Single by Ryan O'Shaughnessy
- Released: 9 March 2018
- Genre: Pop
- Length: 2:55
- Label: The Nucleus
- Songwriter(s): Ryan O'Shaughnessy; Mark Caplice; Laura Elizabeth Hughes;
- Producer(s): Mark McCabe

Ryan O'Shaughnessy singles chronology
| "Got This Feeling" (2017) | "Together" (2018) | "Civil War" (2018) |

Music video
- "Together" on YouTube

Eurovision Song Contest 2018 entry
- Country: Ireland
- Artist(s): Ryan O'Shaughnessy
- Language: English
- Composer(s): Ryan O'Shaughnessy; Mark Caplice; Laura Elizabeth Hughes;
- Lyricist(s): Ryan O'Shaughnessy; Mark Caplice; Laura Elizabeth Hughes;

Finals performance
- Semi-final result: 6th
- Semi-final points: 179
- Final result: 16th
- Final points: 136

Entry chronology
- ◄ "Dying to Try" (2017)
- "22" (2019) ►

= Together (Ryan O'Shaughnessy song) =

Ryan O'Shaugnessy song

"Together" is a song by Irish singer Ryan O'Shaughnessy. The song represented Ireland in the Eurovision Song Contest 2018. The song title was revealed to the public on 31 January 2018, and was composed by O'Shaughnessy as part of a team of The Nucleus writers and produced by Mark McCabe.

==Music video==
The music video features a same-sex couple, portrayed by professional dancers Alan McGrath and Kevin O'Dwyer, strolling and dancing through the streets of Temple Bar, Dublin. The video was directed by Christian Tierney and was choreographed by Ciaran Connolly. Commenting on the music video, O'Shaughnessy stated, "It was amazing seeing the video come to life in the way it did, sticking with the original concept that love is universal and there are testing moments in every relationship."

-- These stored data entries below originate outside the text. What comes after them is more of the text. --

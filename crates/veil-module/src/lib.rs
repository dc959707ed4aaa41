//! # veil-module — Default implementations
//!
//! This crate provides a default implementation for every collaborator
//! trait in `veil-core`, enough to drive the engine end to end without a
//! real interception host. Correctness and simplicity come first.
//!
//! ## Default stack
//!
//! | Trait              | Default Impl      | Alternative                    |
//! |--------------------|-------------------|--------------------------------|
//! | SlotStore          | LocalSlots        | KeyedSlots (foreign threads)   |
//! | MemoryAccess       | SimMemory         | ProcessVmMemory (Linux)        |
//! | HandleTable        | SimKernel         | host object manager            |
//! | ExecutionContext   | SimKernel         | host executive                 |
//! | CallRegistry       | CallTable         | host syscall table             |
//!
//! `PatchTrail` is the bounded record of patches the engine applied, and
//! `SimHost` plays the interception host around a `CallTable`.

pub mod local_slots;
pub mod keyed_slots;
pub mod sim_memory;
pub mod sim_kernel;
pub mod call_table;
pub mod patch_trail;
pub mod sim_host;

cfg_if::cfg_if! {
    if #[cfg(target_os = "linux")] {
        pub mod process_vm;
        pub use process_vm::{current_thread_key, ProcessVmMemory};
    }
}

pub use local_slots::LocalSlots;
pub use keyed_slots::KeyedSlots;
pub use sim_memory::{Protection, SimMemory};
pub use sim_kernel::SimKernel;
pub use call_table::CallTable;
pub use patch_trail::{Patch, PatchEvent, PatchTrail};
pub use sim_host::{Outcome, PendingCall, SimHost, SimMachine};
//! `CallTable`: default `CallRegistry` implementation.
//!
//! The table of system services the host is able to hook, and which of
//! them currently route to the plugin. Names are service names without
//! the `Nt`/`Zw` prefix, as the host's hooking layer reports them.

use veil_core::call::CallId;
use veil_core::error::{Result, VeilError};
use veil_core::registry::CallRegistry;

use std::collections::{HashMap, HashSet};

/// Services a typical NT syscall table exposes for hooking. Superset of
/// what the plugin binds.
const NT_SERVICES: &[&str] = &[
    "Close",
    "CreateFile",
    "CreateThreadEx",
    "DuplicateObject",
    "GetContextThread",
    "OpenProcess",
    "OpenThread",
    "QueryInformationProcess",
    "QueryInformationThread",
    "QueryObject",
    "QuerySystemInformation",
    "ReadVirtualMemory",
    "SetContextThread",
    "SetInformationThread",
    "WriteVirtualMemory",
    "YieldExecution",
];

#[derive(Debug, Default)]
pub struct CallTable {
    hookable: HashSet<String>,
    bound: HashMap<String, CallId>,
}

impl CallTable {
    /// Table hooking exactly `names`.
    pub fn new<I, S>(names: I) -> Self
    where
        I: IntoIterator<Item = S>,
        S: Into<String>,
    {
        Self {
            hookable: names.into_iter().map(Into::into).collect(),
            bound: HashMap::new(),
        }
    }

    /// Table over the common NT services.
    pub fn nt_services() -> Self {
        Self::new(NT_SERVICES.iter().copied())
    }

    /// Call id bound to `name`, if the plugin registered for it.
    pub fn route(&self, name: &str) -> Option<CallId> {
        self.bound.get(name).copied()
    }

    pub fn is_hookable(&self, name: &str) -> bool {
        self.hookable.contains(name)
    }

    pub fn bound_count(&self) -> usize {
        self.bound.len()
    }
}

impl CallRegistry for CallTable {
    fn set_callback(&mut self, name: &str, id: CallId) -> Result<()> {
        if !self.hookable.contains(name) {
            return Err(VeilError::UnknownCall(name.to_string()));
        }
        if self.bound.contains_key(name) {
            return Err(VeilError::AlreadyRegistered(name.to_string()));
        }
        self.bound.insert(name.to_string(), id);
        Ok(())
    }

    fn unset_callback(&mut self, name: &str) -> Result<()> {
        match self.bound.remove(name) {
            Some(_) => Ok(()),
            None => Err(VeilError::NotRegistered(name.to_string())),
        }
    }
}
//! Execution context services.
//!
//! Facts about the current caller the engine needs to mirror kernel
//! behaviour: which mode the call came from, whether the process has a
//! debug port, the global flags, and the ability to run a short probe at
//! raised execution priority.
//!
//! # Implementors
//!
//! - `SimKernel` (veil-module).

/// KPROCESSOR_MODE of the caller.
#[derive(Debug, Clone, Copy, PartialEq, Eq, Hash)]
#[repr(u8)]
pub enum ProcessorMode {
    Kernel = 0,
    User = 1,
}

/// Execution priority (IRQL).
#[derive(Debug, Clone, Copy, PartialEq, Eq, PartialOrd, Ord, Hash)]
#[repr(transparent)]
pub struct PriorityLevel(pub u8);

impl PriorityLevel {
    pub const PASSIVE: PriorityLevel = PriorityLevel(0);
    pub const APC: PriorityLevel = PriorityLevel(1);
    pub const DISPATCH: PriorityLevel = PriorityLevel(2);
    /// Level at which probe reads run; blocks APC delivery and preemption
    /// while the bounded read is in flight.
    pub const PROBE: PriorityLevel = PriorityLevel(15);
}

/// NtGlobalFlag bits.
pub mod global_flags {
    /// FLG_ENABLE_CLOSE_EXCEPTIONS
    pub const ENABLE_CLOSE_EXCEPTIONS: u32 = 0x0040_0000;
}

/// Facts about, and controls over, the current execution context.
pub trait ExecutionContext: Send + Sync {
    /// ExGetPreviousMode()
    fn previous_mode(&self) -> ProcessorMode;

    /// PsGetProcessDebugPort(PsGetCurrentProcess()) != NULL
    fn is_being_debugged(&self) -> bool;

    /// RtlGetNtGlobalFlags()
    fn global_flags(&self) -> u32;

    /// Raise to `level`, returning the previous level.
    fn raise_priority(&self, level: PriorityLevel) -> PriorityLevel;

    /// Restore a level returned by `raise_priority`.
    fn lower_priority(&self, previous: PriorityLevel);

    fn close_exceptions_enabled(&self) -> bool {
        self.global_flags() & global_flags::ENABLE_CLOSE_EXCEPTIONS != 0
    }

    /// Raise with a guard that lowers again on drop.
    fn raised(&self, level: PriorityLevel) -> PriorityGuard<'_, Self>
    where
        Self: Sized,
    {
        let previous = self.raise_priority(level);
        PriorityGuard { ctx: self, previous }
    }
}

impl<T: ExecutionContext + ?Sized> ExecutionContext for std::sync::Arc<T> {
    fn previous_mode(&self) -> ProcessorMode {
        (**self).previous_mode()
    }

    fn is_being_debugged(&self) -> bool {
        (**self).is_being_debugged()
    }

    fn global_flags(&self) -> u32 {
        (**self).global_flags()
    }

    fn raise_priority(&self, level: PriorityLevel) -> PriorityLevel {
        (**self).raise_priority(level)
    }

    fn lower_priority(&self, previous: PriorityLevel) {
        (**self).lower_priority(previous)
    }
}

/// Restores the previous execution priority when dropped, on every exit
/// path of the scope that raised it.
pub struct PriorityGuard<'a, X: ExecutionContext> {
    ctx: &'a X,
    previous: PriorityLevel,
}

impl<'a, X: ExecutionContext> PriorityGuard<'a, X> {
    #[inline]
    pub fn previous(&self) -> PriorityLevel {
        self.previous
    }
}

impl<'a, X: ExecutionContext> Drop for PriorityGuard<'a, X> {
    fn drop(&mut self) {
        self.ctx.lower_priority(self.previous);
    }
}
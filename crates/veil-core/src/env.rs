//! Environment variable utilities
//!
//! Plugin settings come from the environment of the process hosting the
//! interception layer, read once when the plugin is built.
//!
//! ```ignore
//! use veil_core::env::{env_get, env_get_str};
//!
//! let depth: usize = env_get("VEIL_TRAIL_DEPTH", 1024);
//! let target = env_get_str("VEIL_TARGET", "al-khaser.exe");
//! ```

use std::str::FromStr;

/// Get environment variable parsed as type T, or return default
#[inline]
pub fn env_get<T>(key: &str, default: T) -> T
where
    T: FromStr,
{
    env_get_opt(key).unwrap_or(default)
}

/// Get environment variable as boolean
///
/// Accepts: "1", "true", "yes", "on" (case-insensitive) as true.
/// Any other value is false; unset returns the default.
#[inline]
pub fn env_get_bool(key: &str, default: bool) -> bool {
    match std::env::var(key) {
        Ok(val) => matches!(val.to_lowercase().as_str(), "1" | "true" | "yes" | "on"),
        Err(_) => default,
    }
}

/// `Some(T)` if the variable is set and parses.
#[inline]
pub fn env_get_opt<T>(key: &str) -> Option<T>
where
    T: FromStr,
{
    std::env::var(key).ok().and_then(|v| v.trim().parse().ok())
}

/// Get environment variable as string, or return default.
/// An empty value counts as unset.
#[inline]
pub fn env_get_str(key: &str, default: &str) -> String {
    match std::env::var(key) {
        Ok(val) if !val.is_empty() => val,
        _ => default.to_string(),
    }
}
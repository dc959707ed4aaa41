//! Handle-close decision.
//!
//! Under a debugger, or with FLG_ENABLE_CLOSE_EXCEPTIONS set, closing an
//! invalid or protected handle from user mode raises an exception the
//! debugger sees first. That exception is a classic debugger check. The
//! entry phase therefore decides what NtClose would report, performs the
//! close itself when it is safe, and suppresses the real service. The
//! return phase then writes the decided status into the return register.
//!
//! Classification never changes handle state, so asking twice about the
//! same handle gives the same answer.

use veil_core::exec::ExecutionContext;
use veil_core::object::{AccessMask, Handle, HandleTable};
use veil_core::status::NtStatus;

#[derive(Debug, Clone, Copy, PartialEq, Eq)]
pub enum CloseVerdict {
    /// Not a live handle. Report STATUS_INVALID_HANDLE, close nothing.
    Invalid,
    /// Marked protect-from-close while close exceptions are armed. Report
    /// STATUS_HANDLE_NOT_CLOSABLE, close nothing.
    NotClosable,
    /// Close for real; the caller gets the real status.
    Close,
}

/// Classify a close of `handle` without touching it.
pub fn classify_close<H, X>(handles: &H, exec: &X, handle: Handle) -> CloseVerdict
where
    H: HandleTable,
    X: ExecutionContext,
{
    if handles.query_auditing(handle) == Err(NtStatus::INVALID_HANDLE) {
        return CloseVerdict::Invalid;
    }

    let armed = exec.is_being_debugged() || exec.close_exceptions_enabled();
    if !armed {
        return CloseVerdict::Close;
    }

    match handles.reference(handle, AccessMask::NONE, None, exec.previous_mode()) {
        Ok(object) if object.info().protect_from_close() => CloseVerdict::NotClosable,
        _ => CloseVerdict::Close,
    }
}

/// Classify, then act: close the handle now if the verdict allows it.
/// Returns the status the caller of NtClose must see.
pub fn decide_and_close<H, X>(handles: &H, exec: &X, handle: Handle) -> NtStatus
where
    H: HandleTable,
    X: ExecutionContext,
{
    match classify_close(handles, exec, handle) {
        CloseVerdict::Invalid => NtStatus::INVALID_HANDLE,
        CloseVerdict::NotClosable => NtStatus::HANDLE_NOT_CLOSABLE,
        CloseVerdict::Close => handles.close_handle(handle, exec.previous_mode()),
    }
}
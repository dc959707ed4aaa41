//! Argument/register view of an intercepted call.
//!
//! The host hands one `MachineState` to each callback. It is not owned by
//! the engine and does not survive between entry and return, which is why
//! cross-phase context goes through the `SlotStore`.

use core::fmt;

/// Identity of the logical thread making a call.
///
/// Slots are keyed by it, so two threads making the same kind of call
/// never observe each other's state.
#[derive(Clone, Copy, PartialEq, Eq, PartialOrd, Ord, Hash)]
#[repr(transparent)]
pub struct ThreadKey(u64);

impl ThreadKey {
    #[inline]
    pub const fn new(raw: u64) -> Self {
        ThreadKey(raw)
    }

    #[inline]
    pub const fn as_u64(self) -> u64 {
        self.0
    }
}

impl fmt::Debug for ThreadKey {
    fn fmt(&self, f: &mut fmt::Formatter<'_>) -> fmt::Result {
        write!(f, "ThreadKey({})", self.0)
    }
}

impl fmt::Display for ThreadKey {
    fn fmt(&self, f: &mut fmt::Formatter<'_>) -> fmt::Result {
        write!(f, "{}", self.0)
    }
}

/// Register-level view of one intercepted call.
///
/// On x64 the first four arguments come from rcx, rdx, r8, r9 and the rest
/// from the caller's stack; implementors hide that split behind `index`.
pub trait MachineState {
    /// Raw value of argument `index` (0-based). Out-of-range reads return 0.
    fn read_argument(&self, index: usize) -> u64;

    /// Current return register.
    fn read_return_value(&self) -> u64;

    /// Overwrite the return register.
    fn write_return_value(&mut self, value: u64);

    /// Thread the call is executing on.
    fn thread_key(&self) -> ThreadKey;
}

/// Call-site metadata the host supplies alongside each callback.
///
/// The decision engine only consults `process_name` (target selection);
/// the rest is for diagnostics.
#[derive(Debug, Clone, PartialEq, Eq)]
pub struct CallerInfo {
    pub process_name: String,
    pub process_id: u32,
    pub thread_id: u32,
}

impl CallerInfo {
    pub fn new(process_name: impl Into<String>, process_id: u32, thread_id: u32) -> Self {
        Self {
            process_name: process_name.into(),
            process_id,
            thread_id,
        }
    }

    /// Slot key for this caller's thread.
    #[inline]
    pub fn thread_key(&self) -> ThreadKey {
        ThreadKey::new(((self.process_id as u64) << 32) | self.thread_id as u64)
    }
}

#[cfg(test)]
mod tests {
    use super::*;

    #[test]
    fn thread_key_distinguishes_processes() {
        let a = CallerInfo::new("a.exe", 10, 7);
        let b = CallerInfo::new("b.exe", 11, 7);
        assert_ne!(a.thread_key(), b.thread_key());
        assert_eq!(a.thread_key(), CallerInfo::new("renamed", 10, 7).thread_key());
    }

    #[test]
    fn thread_key_formatting() {
        let k = ThreadKey::new(42);
        assert_eq!(format!("{}", k), "42");
        assert_eq!(format!("{:?}", k), "ThreadKey(42)");
    }
}
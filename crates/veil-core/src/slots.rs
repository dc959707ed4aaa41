//! Per-thread slots carrying context from entry to return.
//!
//! Entry and return are separate host invocations, possibly with other
//! activity interleaved, so neither may rely on the other's locals. The
//! entry handler parks what it extracted in slots; the return handler of
//! the same call instance takes them back out.
//!
//! # Implementors
//!
//! - `LocalSlots` (veil-module): OS thread-local rows, one per `ThreadKey`
//!   with a call in flight.
//! - `KeyedSlots` (veil-module): explicit map keyed by `ThreadKey` behind a
//!   spinlock. For hosts whose callbacks do not run on the caller's thread.

use crate::call::CallId;
use crate::machine::ThreadKey;

/// Slot identifiers. The table is fixed at compile time.
#[derive(Debug, Clone, Copy, PartialEq, Eq, Hash)]
#[repr(u8)]
pub enum SlotId {
    ProcessInfoClass = 0,
    ProcessInfoPtr = 1,
    ProcessInfoLenPtr = 2,
    ContextThreadPtr = 3,
    ThreadInfoClass = 4,
    ThreadInfoPtr = 5,
    ThreadInfoLenPtr = 6,
    CloseReturnValue = 7,
    CloseOverwriteFlag = 8,
}

impl SlotId {
    /// Number of slots; backing arrays are sized by this.
    pub const COUNT: usize = 9;

    pub const ALL: [SlotId; SlotId::COUNT] = [
        SlotId::ProcessInfoClass,
        SlotId::ProcessInfoPtr,
        SlotId::ProcessInfoLenPtr,
        SlotId::ContextThreadPtr,
        SlotId::ThreadInfoClass,
        SlotId::ThreadInfoPtr,
        SlotId::ThreadInfoLenPtr,
        SlotId::CloseReturnValue,
        SlotId::CloseOverwriteFlag,
    ];

    #[inline]
    pub const fn index(self) -> usize {
        self as usize
    }

    /// The call whose entry writes this slot and whose return consumes it.
    pub const fn owner(self) -> CallId {
        match self {
            SlotId::ProcessInfoClass | SlotId::ProcessInfoPtr | SlotId::ProcessInfoLenPtr => {
                CallId::QueryInformationProcess
            }
            SlotId::ContextThreadPtr => CallId::GetContextThread,
            SlotId::ThreadInfoClass | SlotId::ThreadInfoPtr | SlotId::ThreadInfoLenPtr => {
                CallId::QueryInformationThread
            }
            SlotId::CloseReturnValue | SlotId::CloseOverwriteFlag => CallId::Close,
        }
    }
}

/// Thread-scoped value store.
///
/// **Contract:**
/// - Values are isolated per `ThreadKey`.
/// - `take` consumes: a second `take` of the same slot without an
///   intervening `set` returns `None`.
/// - Neither method may block for longer than a short critical section.
pub trait SlotStore: Send + Sync {
    /// Store `value` in `slot` for `thread`, replacing any stale value.
    fn set(&self, thread: ThreadKey, slot: SlotId, value: u64);

    /// Remove and return the value of `slot` for `thread`, if valid.
    fn take(&self, thread: ThreadKey, slot: SlotId) -> Option<u64>;

    /// Invalidate every slot of `thread`.
    fn clear(&self, thread: ThreadKey) {
        for slot in SlotId::ALL {
            let _ = self.take(thread, slot);
        }
    }
}

impl<T: SlotStore + ?Sized> SlotStore for std::sync::Arc<T> {
    #[inline]
    fn set(&self, thread: ThreadKey, slot: SlotId, value: u64) {
        (**self).set(thread, slot, value)
    }

    #[inline]
    fn take(&self, thread: ThreadKey, slot: SlotId) -> Option<u64> {
        (**self).take(thread, slot)
    }
}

While incorporating dancers was O'Shaughnessy's idea for the music video, featuring a gay couple was not initially part of the concept. When it was time to make the video, McGrath and O'Dwyer were the best dancers in Dublin and O'Shaughnessy said, "why not have the two guys doing the dancing".

==Eurovision Song Contest==

O'Shaughnessy was announced as the Irish act for the 2018 contest on 31 January 2018, and the song is to be revealed in "coming weeks". Ireland performed in the first semi-final on 8 May 2018. It qualified for the final, marking the country's first qualification since the 2013 Contest. The song ultimately landed 16th place with a total score of 136 points.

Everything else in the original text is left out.